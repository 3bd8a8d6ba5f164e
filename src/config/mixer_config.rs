//! Mixer element naming.

//---------------------------------------------------------------------------------------------------- use
use std::borrow::Cow;
use crate::config::{DEFAULT_CARD,MASTER_ELEMENT,PCM_ELEMENT};

//---------------------------------------------------------------------------------------------------- MixerConfig
/// Which mixer control [`VolumeController`](crate::VolumeController) drives.
///
/// A simple element is addressed by `(element, index)` on `card`.
///
/// ```rust
/// # use pcmio::*;
/// assert_eq!(MixerConfig::DEFAULT.card, "default");
/// assert_eq!(MixerConfig::DEFAULT.element, "Master");
/// assert_eq!(MixerConfig::PCM.element, "PCM");
///
/// let cfg = MixerConfig::new("hw:1", "Speaker");
/// assert_eq!(cfg.index, 0);
/// ```
#[derive(Clone,Debug,Hash,PartialEq,Eq,PartialOrd,Ord)]
#[cfg_attr(feature = "serde", derive(serde::Serialize, serde::Deserialize))]
pub struct MixerConfig {
	/// Sound card to attach to.
	pub card: Cow<'static, str>,
	/// Simple element name.
	pub element: Cow<'static, str>,
	/// Simple element index.
	pub index: u32,
}

impl MixerConfig {
	/// `Master` on the `default` card.
	pub const DEFAULT: Self = Self {
		card:    Cow::Borrowed(DEFAULT_CARD),
		element: Cow::Borrowed(MASTER_ELEMENT),
		index:   0,
	};

	/// `PCM` on the `default` card.
	pub const PCM: Self = Self {
		card:    Cow::Borrowed(DEFAULT_CARD),
		element: Cow::Borrowed(PCM_ELEMENT),
		index:   0,
	};

	#[must_use]
	/// Index `0` of `element` on `card`.
	pub fn new(
		card: impl Into<Cow<'static, str>>,
		element: impl Into<Cow<'static, str>>,
	) -> Self {
		Self {
			card: card.into(),
			element: element.into(),
			index: 0,
		}
	}
}

impl Default for MixerConfig {
	#[inline]
	fn default() -> Self {
		Self::DEFAULT
	}
}

//---------------------------------------------------------------------------------------------------- TESTS
#[cfg(test)]
mod tests {
	use super::*;

	#[test]
	#[cfg(feature = "serde")]
	fn serde() {
		let json = serde_json::to_string(&MixerConfig::PCM).unwrap();
		assert_eq!(json, r#"{"card":"default","element":"PCM","index":0}"#);
		let cfg: MixerConfig = serde_json::from_str(&json).unwrap();
		assert_eq!(cfg, MixerConfig::PCM);
	}
}
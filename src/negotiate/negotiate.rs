//! Turns a stream request into a configured backend stream.
//!
//! The order of operations is fixed, each step narrows the
//! backend's parameter space and a later step only ever sees
//! what the earlier ones left:
//!
//! 1. open the device
//! 2. access -> format -> channels -> rate
//! 3. buffer size (maximum, or nearest to the hint)
//! 4. period size (nearest to the hint, derived from the accepted buffer)
//! 5. read back the period count
//! 6. commit
//!
//! Any rejection aborts, and the stream opened in `1` is released.

//---------------------------------------------------------------------------------------------------- use
use crate::{
	backend::{Backend,Pcm,HwParams,Direction},
	config::{AudioParams,BufferHint,DeviceConfig},
	error::{BackendError,HwParamStep,NegotiateError},
	negotiate::NegotiatedLayout,
	macros::{debug2,error2},
};

//---------------------------------------------------------------------------------------------------- Negotiate
// Wrap a backend status into the error for `step`.
fn rejected(step: HwParamStep) -> impl FnOnce(BackendError) -> NegotiateError {
	move |source| {
		error2!("negotiate - {step} rejected: {source}");
		NegotiateError::HwParams { step, source }
	}
}

/// Open `config.device` in `direction` and negotiate `params`/`hint` on it.
///
/// The returned layout holds the backend's values, not the requested ones.
pub(crate) fn negotiate<B: Backend>(
	backend: &B,
	config: &DeviceConfig,
	params: AudioParams,
	direction: Direction,
	hint: BufferHint,
) -> Result<(B::Pcm, NegotiatedLayout), NegotiateError> {
	debug2!("negotiate - {direction} `{}`: {params:?}, {hint:?}", config.device);

	if params.channels == 0 {
		return Err(NegotiateError::InvalidChannels);
	}
	if params.rate == 0 {
		return Err(NegotiateError::InvalidRate);
	}

	let pcm = backend.open_pcm(&config.device, direction).map_err(|source| {
		error2!("negotiate - could not open {direction} device `{}`: {source}", config.device);
		NegotiateError::Open {
			device: config.device.clone(),
			direction,
			source,
		}
	})?;

	let layout = {
		let mut hw = pcm.hw_params_any().map_err(rejected(HwParamStep::Any))?;

		hw.set_access_interleaved().map_err(rejected(HwParamStep::Access))?;
		hw.set_format(params.format).map_err(rejected(HwParamStep::Format))?;
		hw.set_channels(params.channels).map_err(rejected(HwParamStep::Channels))?;
		hw.set_rate(params.rate).map_err(rejected(HwParamStep::Rate))?;

		let buffer_request = match hint.buffer_frames {
			Some(frames) => frames.get(),
			None => hw.buffer_size_max().map_err(rejected(HwParamStep::BufferSizeMax))?,
		};
		let buffer_frames = hw
			.set_buffer_size_near(buffer_request)
			.map_err(rejected(HwParamStep::BufferSize))?;
		debug2!("negotiate - buffer_frames: {buffer_request} -> {buffer_frames}");

		let period_request = hint.period_request(buffer_frames, params.rate);
		let period_frames = hw
			.set_period_size_near(period_request)
			.map_err(rejected(HwParamStep::PeriodSize))?;
		debug2!("negotiate - period_frames: {period_request} -> {period_frames}");

		// INVARIANT:
		// This is the backend's count, it is not
		// recomputed from the values above.
		let periods = hw.periods().map_err(rejected(HwParamStep::Periods))?;
		debug2!("negotiate - periods: {periods}");

		pcm.commit(&hw).map_err(rejected(HwParamStep::Commit))?;

		NegotiatedLayout {
			buffer_frames,
			period_frames,
			periods,
		}
	};

	debug2!("negotiate - accepted: {layout:?}");
	Ok((pcm, layout))
}
//! Blocking PCM streams & master volume over ALSA.
//!
//! This is the API reference for `pcmio`, meant to solely
//! document inputs/outputs and other note-worthy things.
//!
//! ## Overview
//! 1. Describe what you want with [`AudioParams`] and (optionally) a [`BufferHint`]
//! 2. Open a [`Capture`] or [`Playback`] device, which negotiates the
//!    hardware parameters and records the [`NegotiatedLayout`] the device accepted
//! 3. Call [`Capture::read`] / [`Playback::write`] in a loop
//! 4. [`Device::close`] (or just drop the device)
//!
//! Master volume is handled separately by [`VolumeController`],
//! which does not need a live stream.
//!
//! ```rust
//! # use pcmio::*;
//! # use pcmio::backend::Dummy;
//! let backend = Dummy::new();
//! let params  = AudioParams::new(2, 48_000, SampleFormat::S16LE);
//!
//! let mut playback = Playback::open(&backend, &DeviceConfig::DEFAULT, params, BufferHint::DEFAULT).unwrap();
//! assert!(playback.layout().buffer_frames >= playback.layout().period_frames);
//!
//! // 64 frames of stereo silence.
//! let samples = [0_i16; 128];
//! assert_eq!(playback.write(&samples).unwrap(), 128);
//!
//! playback.close().unwrap();
//! ```

//---------------------------------------------------------------------------------------------------- Lints
#![allow(
    clippy::len_zero,
    clippy::type_complexity,
    clippy::module_inception,
)]

#![deny(
    nonstandard_style,
    deprecated,
    missing_docs,
)]

#![forbid(
    unused_mut,
    unused_unsafe,
    future_incompatible,
    break_with_label_and_loop,
    coherence_leak_check,
    duplicate_macro_attributes,
    exported_private_dependencies,
    for_loops_over_fallibles,
    large_assignments,
    overlapping_range_endpoints,
    semicolon_in_expressions_from_macros,
    redundant_semicolons,
    unconditional_recursion,
    unreachable_patterns,
    unused_allocation,
    unused_braces,
    unused_comparisons,
    unused_doc_comments,
    unused_parens,
    unused_labels,
    while_true,
    keyword_idents,
    non_ascii_idents,
    noop_method_call,
	unreachable_pub,
)]

//---------------------------------------------------------------------------------------------------- Public API
mod format;
pub use format::{Sample,SampleFormat};

pub mod config;
pub use config::{AudioParams,BufferHint,DeviceConfig,MixerConfig};

pub mod backend;
pub use backend::{Backend,DefaultBackend,Direction,BACKEND};

mod negotiate;
pub use negotiate::NegotiatedLayout;

mod device;
pub use device::{Device,Capture,Playback};

mod volume;
pub use volume::{Percent,VolumeController};

pub mod error;
pub use error::PcmError;

//---------------------------------------------------------------------------------------------------- Private Usage
mod macros;
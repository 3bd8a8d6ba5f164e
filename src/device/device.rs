//! Stream lifecycle & the shared transfer path.

//---------------------------------------------------------------------------------------------------- use
use crate::{
	backend::{Backend,DefaultBackend,Pcm,Direction},
	config::{AudioParams,BufferHint,DeviceConfig},
	error::{BackendError,CloseError,NegotiateError,TransferError},
	format::SampleFormat,
	negotiate::{negotiate,NegotiatedLayout},
	macros::{debug2,error2,info2,trace2,warn2},
};

//---------------------------------------------------------------------------------------------------- Device
/// An open (or closed) PCM stream.
///
/// This is what [`Capture`](crate::Capture) and [`Playback`](crate::Playback)
/// dereference to, it holds the backend handle along with
/// the request and layout it was opened with.
///
/// ## Lifecycle
/// The handle is released exactly once, either by:
/// - [`Device::close`], which drains and reports failures
/// - dropping the [`Device`], which does the same but can only log failures
///
/// After [`Device::close`], every transfer returns
/// [`TransferError::Closed`] and further `close()` calls
/// are no-ops that return `Ok(())`.
pub struct Device<B: Backend = DefaultBackend> {
	pcm: Option<B::Pcm>,
	params: AudioParams,
	layout: NegotiatedLayout,
	direction: Direction,
}

impl<B: Backend> Device<B> {
	// Negotiate and wrap the resulting handle.
	pub(crate) fn open(
		backend: &B,
		config: &DeviceConfig,
		params: AudioParams,
		direction: Direction,
		hint: BufferHint,
	) -> Result<Self, NegotiateError> {
		let (pcm, layout) = negotiate(backend, config, params, direction, hint)?;

		info2!("{direction} - opened `{}`: {params:?}, {layout:?}", config.device);

		Ok(Self {
			pcm: Some(pcm),
			params,
			layout,
			direction,
		})
	}

	//------------------------------------------ Accessors
	#[inline]
	#[must_use]
	/// Channel count the stream was opened with.
	pub const fn channels(&self) -> u32 {
		self.params.channels
	}

	#[inline]
	#[must_use]
	/// Sample rate the stream was opened with.
	pub const fn rate(&self) -> u32 {
		self.params.rate
	}

	#[inline]
	#[must_use]
	/// Sample format the stream was opened with.
	pub const fn format(&self) -> SampleFormat {
		self.params.format
	}

	#[inline]
	#[must_use]
	/// Width of a single sample in bytes.
	pub const fn sample_size(&self) -> usize {
		self.params.format.byte_width()
	}

	#[inline]
	#[must_use]
	/// The full request the stream was opened with.
	pub const fn params(&self) -> AudioParams {
		self.params
	}

	#[inline]
	#[must_use]
	/// The buffer layout the backend accepted.
	pub const fn layout(&self) -> NegotiatedLayout {
		self.layout
	}

	#[inline]
	#[must_use]
	/// Capture or playback.
	pub const fn direction(&self) -> Direction {
		self.direction
	}

	#[inline]
	#[must_use]
	/// Has this device been closed?
	pub const fn is_closed(&self) -> bool {
		self.pcm.is_none()
	}

	//------------------------------------------ Lifecycle
	/// Drain pending samples and release the backend handle.
	///
	/// For [`Playback`](crate::Playback) this blocks until
	/// every written sample has been played.
	///
	/// The handle is released even if draining fails.
	/// If both fail, the close error is returned.
	///
	/// Calling this on a closed device does nothing.
	///
	/// # Errors
	/// The device is closed after this returns regardless,
	/// the error only reports what went wrong while doing so.
	///
	/// [`CloseError::Close`] only comes from backends that
	/// report a close status. The `alsa` backend can't, so
	/// with it only [`CloseError::Drain`] is ever returned.
	pub fn close(&mut self) -> Result<(), CloseError> {
		let Some(mut pcm) = self.pcm.take() else {
			trace2!("{} - already closed", self.direction);
			return Ok(());
		};

		debug2!("{} - draining & closing", self.direction);

		let drained = pcm.drain();
		let closed  = pcm.close();

		match (drained, closed) {
			(_, Err(e))        => Err(CloseError::Close(e)),
			(Err(e), Ok(()))   => Err(CloseError::Drain(e)),
			(Ok(()), Ok(()))   => Ok(()),
		}
	}

	//------------------------------------------ Transfer
	// The open handle, or `Closed`.
	pub(crate) fn pcm_mut(&mut self) -> Result<&mut B::Pcm, TransferError> {
		self.pcm.as_mut().ok_or(TransferError::Closed)
	}

	// How many samples a raw byte buffer of `bytes` holds.
	pub(crate) fn samples_in(&self, bytes: usize) -> Result<usize, TransferError> {
		let width = self.sample_size();
		if bytes % width != 0 {
			return Err(TransferError::PartialSample { bytes, width });
		}
		Ok(bytes / width)
	}

	/// The shared `read()`/`write()` path.
	///
	/// `samples` elements of `width` bytes each are validated
	/// against the stream before `io` is called with the handle
	/// and the exact byte length covering those frames.
	///
	/// `io` returns frames moved, this returns samples moved.
	///
	/// A broken pipe re-arms the stream and is returned as
	/// [`TransferError::Overrun`] or [`TransferError::Underrun`].
	pub(crate) fn transfer<F>(
		&mut self,
		samples: usize,
		width: usize,
		io: F,
	) -> Result<usize, TransferError>
	where
		F: FnOnce(&mut B::Pcm, usize) -> Result<usize, BackendError>,
	{
		let direction = self.direction;
		let params    = self.params;
		let pcm       = self.pcm.as_mut().ok_or(TransferError::Closed)?;

		// INVARIANT:
		// Nothing below this point may run with a
		// buffer the backend would misinterpret.
		let expected = params.format.byte_width();
		if width != expected {
			return Err(TransferError::SampleSize { expected, found: width });
		}
		let channels = params.channels as usize;
		if samples % channels != 0 {
			return Err(TransferError::PartialFrame { samples, channels: params.channels });
		}

		let frames = samples / channels;
		if frames == 0 {
			return Ok(0);
		}

		match io(&mut *pcm, frames * params.frame_bytes()) {
			Ok(moved) => {
				trace2!("{direction} - {moved}/{frames} frames");
				Ok(moved * channels)
			},

			Err(e) if e.is_pipe() => {
				let xrun = match direction {
					Direction::Capture  => TransferError::Overrun,
					Direction::Playback => TransferError::Underrun,
				};
				warn2!("{direction} - {xrun}, re-arming stream");

				match pcm.prepare() {
					Ok(()) => Err(xrun),
					Err(e) => {
						error2!("{direction} - could not re-arm stream: {e}");
						Err(TransferError::Recover(e))
					},
				}
			},

			Err(e) => Err(match direction {
				Direction::Capture  => TransferError::Read(e),
				Direction::Playback => TransferError::Write(e),
			}),
		}
	}
}

impl<B: Backend> std::fmt::Debug for Device<B> {
	fn fmt(&self, f: &mut std::fmt::Formatter<'_>) -> std::fmt::Result {
		f.debug_struct("Device")
			.field("direction", &self.direction)
			.field("params", &self.params)
			.field("layout", &self.layout)
			.field("closed", &self.is_closed())
			.finish()
	}
}

impl<B: Backend> Drop for Device<B> {
	fn drop(&mut self) {
		if let Err(e) = self.close() {
			error2!("{} - close on drop failed: {e}", self.direction);
		}
	}
}

//---------------------------------------------------------------------------------------------------- TESTS
#[cfg(test)]
mod tests {
	use super::*;
	use crate::backend::Dummy;
	use crate::tests::{playback,stereo_s16};
	use pretty_assertions::assert_eq;

	fn device(dummy: &Dummy, direction: Direction) -> Device<Dummy> {
		Device::open(dummy, &DeviceConfig::DEFAULT, stereo_s16(), direction, BufferHint::DEFAULT).unwrap()
	}

	#[test]
	fn accessors() {
		let dummy = Dummy::new();
		let d = device(&dummy, Direction::Capture);

		assert_eq!(d.channels(), 2);
		assert_eq!(d.rate(), 48_000);
		assert_eq!(d.format(), SampleFormat::S16LE);
		assert_eq!(d.sample_size(), 2);
		assert_eq!(d.params(), stereo_s16());
		assert_eq!(d.direction(), Direction::Capture);
		assert!(!d.is_closed());
		assert_eq!(d.layout().buffer_frames, 65_536);
	}

	#[test]
	fn close_twice() {
		let dummy = Dummy::new();
		let mut d = device(&dummy, Direction::Playback);

		d.close().unwrap();
		d.close().unwrap();
		assert!(d.is_closed());
		drop(d);

		let stats = dummy.stats();
		assert_eq!(stats.drained, 1);
		assert_eq!(stats.closed, 1);
	}

	#[test]
	fn drop_drains_and_closes_once() {
		let dummy = Dummy::new();
		drop(device(&dummy, Direction::Playback));

		let stats = dummy.stats();
		assert_eq!(stats.opened, 1);
		assert_eq!(stats.drained, 1);
		assert_eq!(stats.closed, 1);
	}

	#[test]
	fn drain_failure_still_closes() {
		let dummy = Dummy::new();
		let mut d = device(&dummy, Direction::Playback);

		dummy.fail_drain(true);
		assert!(matches!(d.close(), Err(CloseError::Drain(_))));
		assert!(d.is_closed());
		assert_eq!(dummy.stats().closed, 1);

		// No second release.
		d.close().unwrap();
		drop(d);
		assert_eq!(dummy.stats().closed, 1);
	}

	#[test]
	fn close_error_wins() {
		let dummy = Dummy::new();
		let mut d = device(&dummy, Direction::Capture);

		dummy.fail_drain(true);
		dummy.fail_close(true);
		assert!(matches!(d.close(), Err(CloseError::Close(_))));
		assert!(d.is_closed());
		assert_eq!(dummy.stats().closed, 1);
	}

	#[test]
	fn drop_swallows_close_error() {
		let dummy = Dummy::new();
		let d = device(&dummy, Direction::Playback);
		dummy.fail_close(true);
		drop(d);
		assert_eq!(dummy.stats().closed, 1);
	}

	#[test]
	fn transfer_after_close() {
		let dummy = Dummy::new();
		let mut p = playback(&dummy);
		p.close().unwrap();

		assert!(matches!(p.write(&[0_i16; 4]), Err(TransferError::Closed)));
		assert!(matches!(p.pcm_mut(), Err(TransferError::Closed)));
		assert_eq!(dummy.stats().writes, 0);
	}

	#[test]
	fn samples_in() {
		let dummy = Dummy::new();
		let d = device(&dummy, Direction::Playback);
		assert_eq!(d.samples_in(8).unwrap(), 4);
		assert!(matches!(
			d.samples_in(7),
			Err(TransferError::PartialSample { bytes: 7, width: 2 }),
		));
	}

	#[test]
	fn debug_hides_handle() {
		let dummy = Dummy::new();
		let mut d = device(&dummy, Direction::Capture);
		d.close().unwrap();
		let s = format!("{d:?}");
		assert!(s.starts_with("Device { direction: Capture"), "{s}");
		assert!(s.ends_with("closed: true }"), "{s}");
	}
}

# # # #

Tell how many lines of the data include the word "does", without any other words.

- **RESULT OF THIS EXERCISE**
3